In a retrospective review by Viner et al. [20] including 116 patients, who had undergone an [18F]FDG-PET-CT for oncologic staging, the liver SULmean values had low interreader and intersite variability, regardless of VOI placement within the right liver lobe. The intraclass correlation coefficients (ICC) of SULmean, adjusted for readers, were 0.986 (95%CI 0.98, 0.991; p = 0.0001) for reader 1 and 0.987 (95%CI 0.981, 0.991; p = 0.0001) for reader 2. When adjusted for location, the ICC for SULmean measurements by two readers were 0.986 (95%CI: 0.979–0.99) at the upper level and 0.98 (95%CI 0.971–0.986) at the lower level. This demonstrates that the method used in the current study, VOI placement in non-tumorous liver tissue, is a robust measurement with low interobserver variability. While automated VOI placement tools can enhance efficiency, their outputs should not be accepted without careful review. Reader experience by reporting physicians remains crucial when assessing liver uptake on [18F]FDG-PET-CT. Misplacement due to tumor involvement or artifacts may lead to inaccurate SUL measurements. In this study, all VOIs were manually reviewed and adjusted as needed. (Supplemental Fig. 1).
Prior received systemic therapy may introduce changes in SUVmean measurements and therefore SUL, as was described in patients with lymphoma treated with chemotherapy, but that is also reported to resolve over time [25,26,27]. Taking the results Of this study and previous reports into consideration, the liver seems adequate as a reference at 3 months posttreatment for the assessment of metabolic response on [18F]FDG-PET-CT following radioembolization.

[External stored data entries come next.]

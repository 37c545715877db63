//! Loaded modules
//!
//! [`ModuleProxy`] is the caller's view of a built library: every declared
//! function and global variable resolved to an address, allocation helpers
//! sized from the compiled layout table, and the parsed interface
//! declaration for introspection.

use cinder_build::{LoadedLibrary, TypeLayout};
use cinder_core::{Error, Result};
use cinder_parser::InterfaceDeclaration;
use std::alloc::{self, Layout};
use std::ffi::{c_char, c_void, CStr};
use std::path::Path;
use std::ptr::NonNull;
use std::sync::Arc;

#[derive(Debug)]
struct Inner {
    name: String,
    library: LoadedLibrary,
    declaration: InterfaceDeclaration,
}

/// A loaded module. Cheap to clone; the library stays loaded while any
/// clone is alive.
#[derive(Debug, Clone)]
pub struct ModuleProxy {
    inner: Arc<Inner>,
}

impl ModuleProxy {
    pub(crate) fn new(name: &str, library: LoadedLibrary, declaration: InterfaceDeclaration) -> Self {
        Self {
            inner: Arc::new(Inner {
                name: name.to_string(),
                library,
                declaration,
            }),
        }
    }

    /// Unit name the module was built from
    pub fn name(&self) -> &str {
        &self.inner.name
    }

    pub fn library_path(&self) -> &Path {
        self.inner.library.path()
    }

    /// True when both proxies share one loaded library
    pub fn same_module(&self, other: &ModuleProxy) -> bool {
        Arc::ptr_eq(&self.inner, &other.inner)
    }

    // Symbols

    pub fn address(&self, name: &str) -> Option<*mut c_void> {
        self.inner.library.symbol(name)
    }

    pub fn contains(&self, name: &str) -> bool {
        self.address(name).is_some()
    }

    /// Declared functions and variables, in declaration order
    pub fn symbol_names(&self) -> &[String] {
        self.inner.library.symbol_names()
    }

    fn require(&self, name: &str) -> Result<*mut c_void> {
        self.address(name).ok_or_else(|| {
            Error::InvalidArgument(format!("module '{}' has no symbol `{}`", self.name(), name))
        })
    }

    /// Typed pointer to a declared function.
    ///
    /// `F` must be an `extern "C" fn` type.
    ///
    /// # Safety
    ///
    /// `F` must match the C signature of `name`.
    pub unsafe fn function<F: Copy>(&self, name: &str) -> Result<F> {
        if std::mem::size_of::<F>() != std::mem::size_of::<*mut c_void>() {
            return Err(Error::InvalidArgument(format!(
                "`{}` cannot be viewed as a {}",
                name,
                std::any::type_name::<F>()
            )));
        }
        let address = self.require(name)?;
        Ok(std::mem::transmute_copy::<*mut c_void, F>(&address))
    }

    /// Pointer to a declared global variable
    pub fn variable<T>(&self, name: &str) -> Result<*mut T> {
        Ok(self.require(name)?.cast::<T>())
    }

    // Allocation

    /// Compiled size and alignment of a sized type
    pub fn layout(&self, type_name: &str) -> Option<TypeLayout> {
        self.inner.library.layout(&normalize_type_name(type_name))
    }

    /// Zero-initialized instance of `type_name`: `struct x`, `union x`,
    /// `enum x`, a typedef name or a builtin scalar such as `int`, `double`
    /// or `uint32_t`
    pub fn allocate(&self, type_name: &str) -> Result<NativeBox> {
        let layout = self.layout(type_name).ok_or_else(|| {
            Error::InvalidArgument(format!(
                "module '{}' has no sized type `{}`",
                self.name(),
                type_name
            ))
        })?;
        NativeBox::zeroed(&normalize_type_name(type_name), layout)
    }

    /// Byte buffer holding NUL-terminated text, or `n` zero bytes
    pub fn allocate_buffer(&self, source: impl Into<BufferSource>) -> Result<NativeBuffer> {
        match source.into() {
            BufferSource::Text(text) => {
                if text.contains('\0') {
                    return Err(Error::InvalidArgument(
                        "buffer text contains an interior NUL".to_string(),
                    ));
                }
                let mut bytes = text.into_bytes();
                bytes.push(0);
                Ok(NativeBuffer { bytes })
            }
            BufferSource::Length(len) => Ok(NativeBuffer { bytes: vec![0; len] }),
        }
    }

    /// Text up to the first NUL, trailing whitespace trimmed
    pub fn read_string(&self, buffer: &NativeBuffer) -> String {
        buffer.to_string_lossy()
    }

    /// Copy a NUL-terminated string returned by native code
    ///
    /// # Safety
    ///
    /// `ptr` must be null or point to a valid NUL-terminated string.
    pub unsafe fn read_c_str(&self, ptr: *const c_char) -> Option<String> {
        if ptr.is_null() {
            return None;
        }
        Some(CStr::from_ptr(ptr).to_string_lossy().trim_end().to_string())
    }

    // Metadata

    /// Preprocessed interface declaration the module was bound from
    pub fn cdef(&self) -> &str {
        self.inner.declaration.text()
    }

    pub fn declaration(&self) -> &InterfaceDeclaration {
        &self.inner.declaration
    }

    pub fn struct_names(&self) -> Vec<String> {
        self.inner.declaration.struct_names()
    }

    pub fn union_names(&self) -> Vec<String> {
        self.inner.declaration.union_names()
    }

    pub fn enum_names(&self) -> Vec<String> {
        self.inner.declaration.enum_names()
    }

    pub fn typedef_names(&self) -> Vec<String> {
        self.inner.declaration.typedef_names()
    }

    /// C declaration of typedef `name`, declaring `alias` (or a bare type)
    pub fn typedef_declaration(&self, name: &str, alias: Option<&str>) -> Result<String> {
        self.inner
            .declaration
            .typedef(name)
            .map(|t| t.rendered.render(alias))
            .ok_or_else(|| Error::InvalidArgument(format!("no typedef `{}`", name)))
    }

    /// C declaration of function `name`, declaring `alias` (or a bare type)
    pub fn function_declaration(&self, name: &str, alias: Option<&str>) -> Result<String> {
        self.inner
            .declaration
            .function(name)
            .map(|f| f.rendered.render(alias))
            .ok_or_else(|| Error::InvalidArgument(format!("no function `{}`", name)))
    }
}

fn normalize_type_name(type_name: &str) -> String {
    type_name.split_whitespace().collect::<Vec<_>>().join(" ")
}

/// Input to [`ModuleProxy::allocate_buffer`]
#[derive(Debug, Clone, PartialEq, Eq)]
pub enum BufferSource {
    Text(String),
    Length(usize),
}

impl From<&str> for BufferSource {
    fn from(text: &str) -> Self {
        BufferSource::Text(text.to_string())
    }
}

impl From<String> for BufferSource {
    fn from(text: String) -> Self {
        BufferSource::Text(text)
    }
}

impl From<usize> for BufferSource {
    fn from(len: usize) -> Self {
        BufferSource::Length(len)
    }
}

/// Caller-owned byte buffer for passing `char *` arguments
#[derive(Debug, Clone, PartialEq, Eq)]
pub struct NativeBuffer {
    bytes: Vec<u8>,
}

impl NativeBuffer {
    pub fn len(&self) -> usize {
        self.bytes.len()
    }

    pub fn is_empty(&self) -> bool {
        self.bytes.is_empty()
    }

    pub fn as_bytes(&self) -> &[u8] {
        &self.bytes
    }

    pub fn as_ptr(&self) -> *const c_char {
        self.bytes.as_ptr().cast()
    }

    pub fn as_mut_ptr(&mut self) -> *mut c_char {
        self.bytes.as_mut_ptr().cast()
    }

    /// Text up to the first NUL, trailing whitespace trimmed
    pub fn to_string_lossy(&self) -> String {
        let end = self.bytes.iter().position(|&b| b == 0).unwrap_or(self.bytes.len());
        String::from_utf8_lossy(&self.bytes[..end]).trim_end().to_string()
    }
}

/// Caller-owned, zero-initialized instance of a C type. Freed on drop.
#[derive(Debug)]
pub struct NativeBox {
    ptr: NonNull<u8>,
    layout: Layout,
    type_name: String,
}

impl NativeBox {
    fn zeroed(type_name: &str, type_layout: TypeLayout) -> Result<Self> {
        // Zero-sized C types (GNU empty structs) still get a unique address.
        let layout = Layout::from_size_align(type_layout.size.max(1), type_layout.align.max(1))
            .map_err(|e| Error::InvalidArgument(format!("bad layout for `{}`: {}", type_name, e)))?;
        // SAFETY: `layout` has a non-zero size.
        let raw = unsafe { alloc::alloc_zeroed(layout) };
        let ptr = NonNull::new(raw).unwrap_or_else(|| alloc::handle_alloc_error(layout));
        Ok(Self {
            ptr,
            layout,
            type_name: type_name.to_string(),
        })
    }

    pub fn type_name(&self) -> &str {
        &self.type_name
    }

    /// Allocated size in bytes
    pub fn size(&self) -> usize {
        self.layout.size()
    }

    pub fn as_ptr(&self) -> *mut c_void {
        self.ptr.as_ptr().cast()
    }

    /// The instance viewed as `T`
    pub fn cast<T>(&self) -> *mut T {
        self.ptr.as_ptr().cast()
    }

    pub fn as_bytes(&self) -> &[u8] {
        // SAFETY: the allocation is `layout.size()` initialized bytes.
        unsafe { std::slice::from_raw_parts(self.ptr.as_ptr(), self.layout.size()) }
    }
}

impl Drop for NativeBox {
    fn drop(&mut self) {
        // SAFETY: allocated in `zeroed` with the same layout.
        unsafe { alloc::dealloc(self.ptr.as_ptr(), self.layout) }
    }
}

This study has several limitations. Firstly, although approximately 200 patients were screened for this study, only a limited number of patients met all study criteria, leading to a small sample size. This limitation does affect the statistical power and limits generalizability of the results. Secondly, the quantitative results of [18F]FDG-PET-CT depend On e.g., hardware, image acquisitions, reconstruction and analyses. As treatments and imaging data Over 15 years were included in the analyses, improvements in imaging techniques and PET scanners may introduce variability in SUL measurements [28]. However, in this monocenter study all imaging studies were performed with the same accredited image acquisition and reconstruction protocols (EARL). In addition, the [18F]FDG-PET-CT analyses were semi-automated and corrected by one researcher (LSH) under supervision of an experienced nuclear physician (AB, > 10 years experience). Therefore, we have limited the effect of technical differences. Thirdly, the sample size of this study was too small to correct for confounding factors, like previous systemic therapies and potential underlying liver disease (chemotherapy induced liver steatosis).
Future larger studies incorporating [18F]FDG-PET-CT before and after radioembolization should investigate metabolic changes Over time before the 3-month time-point and the influence of other factors, like systemic therapies. In addition, prospective studies should incorporate the use of [18F]FDG-PET-CT and PERCIST as response assessment after radioembolization, to further validate its use.